:: EXERCISE REQUIREMENTS ::
What lines in the records below contain the string "EntitiesLoaded"? Copy every one.

EXCERPTED DATA: Begin

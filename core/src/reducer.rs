//! The reducer contract and the generated per-entity CRUD reducer.
//!
//! [`Reducer`] is the generic contract the runtime executes. For entity
//! stores there is exactly one implementation per entity type,
//! [`EntityReducer`], which realizes the CRUD state machine: command
//! handlers record synchronously-known state and return busy-gated call
//! effects; event handlers are pure state updates and return no effects.

use crate::action::EntityAction;
use crate::client::CrudClient;
use crate::config::EntityConfig;
use crate::effect::{busy_gated_call, Effect};
use crate::entity::{Entity, EntityState, EntityStatus, EntityStoreState};
use smallvec::{smallvec, SmallVec};
use std::marker::PhantomData;
use std::sync::Arc;

/// The reducer contract: `(state, action, environment) -> effects`.
///
/// Reducers contain all transition logic and are deterministic: the same
/// state and action always produce the same new state. Side effects are
/// returned as descriptions, never performed in place.
pub trait Reducer {
    /// The state type this reducer operates on.
    type State;

    /// The action type this reducer processes.
    type Action;

    /// The environment type with injected dependencies.
    type Environment;

    /// Reduce an action into state changes and effect descriptions.
    fn reduce(
        &self,
        state: &mut Self::State,
        action: Self::Action,
        env: &Self::Environment,
    ) -> SmallVec<[Effect<Self::Action>; 4]>;
}

/// Injected dependencies for an [`EntityReducer`]: the transport and the
/// per-entity configuration.
#[derive(Clone)]
pub struct EntityEnvironment<T: Entity> {
    /// CRUD transport collaborator.
    pub client: Arc<dyn CrudClient<T>>,
    /// Per-entity settings (busy-indication delay, names).
    pub config: EntityConfig,
}

impl<T: Entity> EntityEnvironment<T> {
    /// Create an environment from a transport and configuration.
    #[must_use]
    pub fn new(client: Arc<dyn CrudClient<T>>, config: EntityConfig) -> Self {
        Self { client, config }
    }
}

/// The generated CRUD reducer for one entity type.
///
/// Command variants dispatch transport calls through the busy-indication
/// gate; event variants apply the resulting transitions. Pointwise updates
/// keep the collection rows consistent with the selected entity whenever
/// both track the same key.
#[derive(Clone, Copy, Debug)]
pub struct EntityReducer<T> {
    _entity: PhantomData<fn() -> T>,
}

impl<T> EntityReducer<T> {
    /// Create a new entity reducer.
    #[must_use]
    pub const fn new() -> Self {
        Self {
            _entity: PhantomData,
        }
    }
}

impl<T> Default for EntityReducer<T> {
    fn default() -> Self {
        Self::new()
    }
}

impl<T: Entity> EntityReducer<T> {
    /// Apply busy flags to the selected entity and to the matching
    /// collection row without clobbering the row's entity.
    fn apply_selected_busy(
        state: &mut EntityStoreState<T>,
        is_busy: bool,
        status: EntityStatus,
        key: Option<T::Key>,
    ) {
        state.selected_entity.is_busy = is_busy;
        state.selected_entity.status = status;
        state.selected_entity.error = None;

        let row_key = key.or_else(|| state.selected_entity.key());
        if let Some(row_key) = row_key {
            if let Some(row) = state.collection.entity_state_mut(&row_key) {
                row.is_busy = is_busy;
                row.status = status;
                row.error = None;
            }
        }
    }

    /// Rebuild the collection rows from a loaded page. Duplicate keys from
    /// the backend are dropped (first occurrence wins) to keep the
    /// key-uniqueness invariant.
    fn apply_entities_loaded(
        state: &mut EntityStoreState<T>,
        entities: Vec<T>,
        total_entities: u64,
        complete_status: EntityStatus,
    ) {
        let mut rows: Vec<EntityState<T>> = Vec::with_capacity(entities.len());
        for entity in entities {
            let duplicate = entity
                .key()
                .is_some_and(|key| rows.iter().any(|row| row.key().as_ref() == Some(&key)));
            if !duplicate {
                rows.push(EntityState::settled(entity, complete_status));
            }
        }

        state.collection.entity_states = rows;
        state.collection.total_entities = total_entities;
        state.collection.status = complete_status;
        state.collection.is_busy = false;
        state.collection.error = None;
    }

    fn apply_saved(state: &mut EntityStoreState<T>, entity: T) {
        let updated = EntityState::settled(entity, EntityStatus::Saved);

        // Adopt into the selected slot when nothing is selected or the keys
        // agree; a selected entity with a different key is left alone.
        let adopt =
            state.selected_entity.entity.is_none() || state.selected_entity.key() == updated.key();

        state.collection.update_entity_state(&updated);
        if adopt {
            state.selected_entity = updated;
        }
    }

    fn apply_deleted(state: &mut EntityStoreState<T>, entity: &T) {
        let deleted_key = entity.key();

        let selected_matches = matches!(
            (&deleted_key, state.selected_entity.key()),
            (Some(deleted), Some(selected)) if *deleted == selected
        );
        if selected_matches {
            state.selected_entity = EntityState {
                entity: None,
                status: EntityStatus::Deleted,
                is_busy: false,
                error: None,
            };
        }

        if let Some(key) = deleted_key {
            state.collection.remove_by_key(&key);
        }
    }
}

impl<T: Entity> Reducer for EntityReducer<T> {
    type State = EntityStoreState<T>;
    type Action = EntityAction<T>;
    type Environment = EntityEnvironment<T>;

    fn reduce(
        &self,
        state: &mut Self::State,
        action: Self::Action,
        env: &Self::Environment,
    ) -> SmallVec<[Effect<Self::Action>; 4]> {
        let delay = env.config.busy_indication_delay;

        match action {
            // ========== Commands ==========
            EntityAction::GetAll { api_filter } => {
                // The filter is recorded immediately; status and busy flag
                // only change once the busy delay elapses or the call
                // settles.
                state.collection.api_filter = api_filter.clone();
                state.collection.error = None;

                smallvec![busy_gated_call(
                    delay,
                    env.client.get_all(api_filter),
                    EntityAction::CollectionBusy {
                        is_busy: true,
                        status: EntityStatus::Loading,
                    },
                    |page| EntityAction::EntitiesLoaded {
                        entities: page.entities,
                        total_entities: page.total_entities,
                        complete_status: EntityStatus::Loaded,
                    },
                    |error| EntityAction::CollectionFailed { error },
                )]
            }

            EntityAction::GetByKey { key } => {
                state.selected_entity.error = None;

                smallvec![busy_gated_call(
                    delay,
                    env.client.get_by_key(key.clone()),
                    EntityAction::SelectedBusy {
                        is_busy: true,
                        status: EntityStatus::Loading,
                        key: Some(key),
                    },
                    |entity| EntityAction::SelectedLoaded {
                        entity,
                        complete_status: EntityStatus::Loaded,
                    },
                    |error| EntityAction::SelectedFailed { error },
                )]
            }

            EntityAction::Save { entity } => {
                state.selected_entity.error = None;
                let key = entity.key();

                smallvec![busy_gated_call(
                    delay,
                    env.client.save(entity),
                    EntityAction::SelectedBusy {
                        is_busy: true,
                        status: EntityStatus::Saving,
                        key,
                    },
                    |entity| EntityAction::Saved { entity },
                    |error| EntityAction::SelectedFailed { error },
                )]
            }

            EntityAction::DeleteByKey { key } => {
                state.selected_entity.error = None;

                smallvec![busy_gated_call(
                    delay,
                    env.client.delete_by_key(key.clone()),
                    EntityAction::SelectedBusy {
                        is_busy: true,
                        status: EntityStatus::Deleting,
                        key: Some(key),
                    },
                    |entity| EntityAction::Deleted { entity },
                    |error| EntityAction::SelectedFailed { error },
                )]
            }

            // ========== Events ==========
            EntityAction::EntitiesLoaded {
                entities,
                total_entities,
                complete_status,
            } => {
                Self::apply_entities_loaded(state, entities, total_entities, complete_status);
                SmallVec::new()
            }

            EntityAction::CollectionBusy { is_busy, status } => {
                state.collection.is_busy = is_busy;
                state.collection.status = status;
                state.collection.error = None;
                SmallVec::new()
            }

            EntityAction::CollectionFailed { error } => {
                state.collection.is_busy = false;
                state.collection.status = EntityStatus::Error;
                state.collection.error = Some(error);
                SmallVec::new()
            }

            EntityAction::SelectedLoaded {
                entity,
                complete_status,
            } => {
                let updated = EntityState::settled(entity, complete_status);
                state.collection.update_entity_state(&updated);
                state.selected_entity = updated;
                SmallVec::new()
            }

            EntityAction::SelectedBusy {
                is_busy,
                status,
                key,
            } => {
                Self::apply_selected_busy(state, is_busy, status, key);
                SmallVec::new()
            }

            EntityAction::SelectedFailed { error } => {
                state.selected_entity.is_busy = false;
                state.selected_entity.status = EntityStatus::Error;
                state.selected_entity.error = Some(error);
                SmallVec::new()
            }

            EntityAction::Saved { entity } => {
                Self::apply_saved(state, entity);
                SmallVec::new()
            }

            EntityAction::Deleted { entity } => {
                Self::apply_deleted(state, &entity);
                SmallVec::new()
            }
        }
    }
}
//! # Entity Store Testing
//!
//! Testing utilities for the entity store:
//!
//! - [`mocks::MockCrudClient`]: a canned-response transport with
//!   configurable latency and failures, for driving the busy-indication
//!   gate deterministically in tests.
//! - [`ReducerTest`]: a fluent Given/When/Then harness for reducer tests.
//!
//! ## Example
//!
//! ```ignore
//! let client = MockCrudClient::<Order>::new()
//!     .with_latency(Duration::from_millis(500));
//! client.enqueue_get_all(Ok(EntityPage::new(orders, 2)));
//!
//! let store = EntityStore::new(Arc::new(client), config.entity("orders"));
//! ```


pub use reducer_test::{assertions, ReducerTest};

/// Mock implementations of the transport collaborator.
pub mod mocks {
    use entity_store_core::client::{ApiFilter, CrudClient, CrudError, EntityPage};
    use entity_store_core::entity::Entity;
    use futures::future::BoxFuture;
    use std::collections::VecDeque;
    use std::sync::atomic::{AtomicUsize, Ordering};
    use std::sync::{Arc, Mutex};
    use std::time::Duration;

    type ResponseQueue<R> = Mutex<VecDeque<Result<R, CrudError>>>;

    struct Queues<T: Entity> {
        get_all: ResponseQueue<EntityPage<T>>,
        get_by_key: ResponseQueue<T>,
        save: ResponseQueue<T>,
        delete_by_key: ResponseQueue<T>,

        get_all_calls: AtomicUsize,
        get_by_key_calls: AtomicUsize,
        save_calls: AtomicUsize,
        delete_by_key_calls: AtomicUsize,
    }

    impl<T: Entity> Queues<T> {
        fn new() -> Self {
            Self {
                get_all: Mutex::new(VecDeque::new()),
                get_by_key: Mutex::new(VecDeque::new()),
                save: Mutex::new(VecDeque::new()),
                delete_by_key: Mutex::new(VecDeque::new()),
                get_all_calls: AtomicUsize::new(0),
                get_by_key_calls: AtomicUsize::new(0),
                save_calls: AtomicUsize::new(0),
                delete_by_key_calls: AtomicUsize::new(0),
            }
        }
    }

    fn missing<R>(operation: &str) -> Result<R, CrudError> {
        Err(CrudError::Transport(format!(
            "no mock response queued for {operation}"
        )))
    }

    /// Canned-response CRUD transport for tests.
    ///
    /// Responses are queued per operation and consumed in FIFO order when
    /// the call future runs, after the configured latency. A call with no
    /// queued response fails with a transport error, which surfaces test
    /// misconfiguration instead of hanging.
    #[allow(clippy::unwrap_used)] // queue mutexes are test-only
    pub struct MockCrudClient<T: Entity> {
        latency: Duration,
        queues: Arc<Queues<T>>,
    }

    #[allow(clippy::unwrap_used)] // queue mutexes are test-only
    impl<T: Entity> MockCrudClient<T> {
        /// Create a mock transport with zero latency.
        #[must_use]
        pub fn new() -> Self {
            Self {
                latency: Duration::ZERO,
                queues: Arc::new(Queues::new()),
            }
        }

        /// Set the simulated latency applied to every call.
        #[must_use]
        pub const fn with_latency(mut self, latency: Duration) -> Self {
            self.latency = latency;
            self
        }

        /// Queue a `get_all` response.
        ///
        /// # Panics
        ///
        /// Panics if the internal queue mutex is poisoned.
        pub fn enqueue_get_all(&self, response: Result<EntityPage<T>, CrudError>) {
            self.queues.get_all.lock().unwrap().push_back(response);
        }

        /// Queue a `get_by_key` response.
        ///
        /// # Panics
        ///
        /// Panics if the internal queue mutex is poisoned.
        pub fn enqueue_get_by_key(&self, response: Result<T, CrudError>) {
            self.queues.get_by_key.lock().unwrap().push_back(response);
        }

        /// Queue a `save` response.
        ///
        /// # Panics
        ///
        /// Panics if the internal queue mutex is poisoned.
        pub fn enqueue_save(&self, response: Result<T, CrudError>) {
            self.queues.save.lock().unwrap().push_back(response);
        }

        /// Queue a `delete_by_key` response.
        ///
        /// # Panics
        ///
        /// Panics if the internal queue mutex is poisoned.
        pub fn enqueue_delete_by_key(&self, response: Result<T, CrudError>) {
            self.queues.delete_by_key.lock().unwrap().push_back(response);
        }

        /// Number of `get_all` calls executed so far.
        #[must_use]
        pub fn get_all_calls(&self) -> usize {
            self.queues.get_all_calls.load(Ordering::SeqCst)
        }

        /// Number of `get_by_key` calls executed so far.
        #[must_use]
        pub fn get_by_key_calls(&self) -> usize {
            self.queues.get_by_key_calls.load(Ordering::SeqCst)
        }

        /// Number of `save` calls executed so far.
        #[must_use]
        pub fn save_calls(&self) -> usize {
            self.queues.save_calls.load(Ordering::SeqCst)
        }

        /// Number of `delete_by_key` calls executed so far.
        #[must_use]
        pub fn delete_by_key_calls(&self) -> usize {
            self.queues.delete_by_key_calls.load(Ordering::SeqCst)
        }
    }

    impl<T: Entity> Default for MockCrudClient<T> {
        fn default() -> Self {
            Self::new()
        }
    }

    impl<T: Entity> Clone for MockCrudClient<T> {
        fn clone(&self) -> Self {
            Self {
                latency: self.latency,
                queues: Arc::clone(&self.queues),
            }
        }
    }

    #[allow(clippy::unwrap_used)] // queue mutexes are test-only
    impl<T: Entity> CrudClient<T> for MockCrudClient<T> {
        fn get_all(
            &self,
            _filter: Option<ApiFilter>,
        ) -> BoxFuture<'static, Result<EntityPage<T>, CrudError>> {
            let latency = self.latency;
            let queues = Arc::clone(&self.queues);

            Box::pin(async move {
                queues.get_all_calls.fetch_add(1, Ordering::SeqCst);
                if latency > Duration::ZERO {
                    tokio::time::sleep(latency).await;
                }
                let queued = queues.get_all.lock().unwrap().pop_front();
                queued.unwrap_or_else(|| missing("get_all"))
            })
        }

        fn get_by_key(&self, _key: T::Key) -> BoxFuture<'static, Result<T, CrudError>> {
            let latency = self.latency;
            let queues = Arc::clone(&self.queues);

            Box::pin(async move {
                queues.get_by_key_calls.fetch_add(1, Ordering::SeqCst);
                if latency > Duration::ZERO {
                    tokio::time::sleep(latency).await;
                }
                let queued = queues.get_by_key.lock().unwrap().pop_front();
                queued.unwrap_or_else(|| missing("get_by_key"))
            })
        }

        fn save(&self, _entity: T) -> BoxFuture<'static, Result<T, CrudError>> {
            let latency = self.latency;
            let queues = Arc::clone(&self.queues);

            Box::pin(async move {
                queues.save_calls.fetch_add(1, Ordering::SeqCst);
                if latency > Duration::ZERO {
                    tokio::time::sleep(latency).await;
                }
                let queued = queues.save.lock().unwrap().pop_front();
                queued.unwrap_or_else(|| missing("save"))
            })
        }

        fn delete_by_key(&self, _key: T::Key) -> BoxFuture<'static, Result<T, CrudError>> {
            let latency = self.latency;
            let queues = Arc::clone(&self.queues);

            Box::pin(async move {
                queues.delete_by_key_calls.fetch_add(1, Ordering::SeqCst);
                if latency > Duration::ZERO {
                    tokio::time::sleep(latency).await;
                }
                let queued = queues.delete_by_key.lock().unwrap().pop_front();
                queued.unwrap_or_else(|| missing("delete_by_key"))
            })
        }
    }

}
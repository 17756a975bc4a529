//! # File Reading
//!
//! The file-read collaborator `CartParser` gets its text from.
//!
//! [`FsReader`] reads from disk. Any `Fn(&Path) -> LoaderResult<String>` is
//! also a reader, which lets tests serve content from memory.

use std::fs;
use std::io::ErrorKind;
use std::path::Path;

use tracing::debug;

use crate::error::{LoaderError, LoaderResult};

/// Source of raw cart file contents.
pub trait FileReader {
    /// Reads the whole file at `path` as text.
    fn read_file(&self, path: &Path) -> LoaderResult<String>;
}

impl<F> FileReader for F
where
    F: Fn(&Path) -> LoaderResult<String>,
{
    fn read_file(&self, path: &Path) -> LoaderResult<String> {
        self(path)
    }
}

/// Reads files from the local file system.
#[derive(Debug, Clone, Copy, Default)]
pub struct FsReader;

impl FileReader for FsReader {
    fn read_file(&self, path: &Path) -> LoaderResult<String> {
        if path.as_os_str().is_empty() {
            return Err(LoaderError::EmptyPath);
        }

        debug!(path = %path.display(), "Reading cart file");

        fs::read_to_string(path).map_err(|err| match err.kind() {
            ErrorKind::NotFound => LoaderError::FileNotFound(path.display().to_string()),
            _ => LoaderError::read_failed(path.display().to_string(), err),
        })
    }
}

#[cfg(test)]
mod tests {
    use super::*;
    use std::io::Write;
    use tempfile::{tempdir, NamedTempFile};

    #[test]
    fn test_reads_file_contents() {
        let mut file = NamedTempFile::new().unwrap();
        writeln!(file, "Product name,Price,Quantity").unwrap();

        let content = FsReader.read_file(file.path()).unwrap();
        assert_eq!(content, "Product name,Price,Quantity\n");
    }

    #[test]
    fn test_empty_path() {
        assert!(matches!(
            FsReader.read_file(Path::new("")),
            Err(LoaderError::EmptyPath)
        ));
    }

    #[test]
    fn test_missing_file() {
        let result = FsReader.read_file(Path::new("random/path/file.csv"));
        assert!(matches!(result, Err(LoaderError::FileNotFound(_))));
    }

    #[test]
    fn test_directory_is_unreadable() {
        let dir = tempdir().unwrap();
        let err = FsReader.read_file(dir.path()).unwrap_err();
        assert!(err.is_io());
    }

    #[test]
    fn test_invalid_utf8_is_unreadable() {
        let mut file = NamedTempFile::new().unwrap();
        file.write_all(&[0xff, 0xfe, 0x00, 0x41]).unwrap();

        assert!(matches!(
            FsReader.read_file(file.path()),
            Err(LoaderError::ReadFailed { .. })
        ));
    }

    #[test]
    fn test_closure_reader() {
        let reader = |path: &Path| -> LoaderResult<String> { Ok(path.display().to_string()) };
        assert_eq!(reader.read_file(Path::new("cart.csv")).unwrap(), "cart.csv");
    }
}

EXCERPTED DATA: End

:: RESULT ::
                    |page| EntityAction::EntitiesLoaded {
            EntityAction::EntitiesLoaded {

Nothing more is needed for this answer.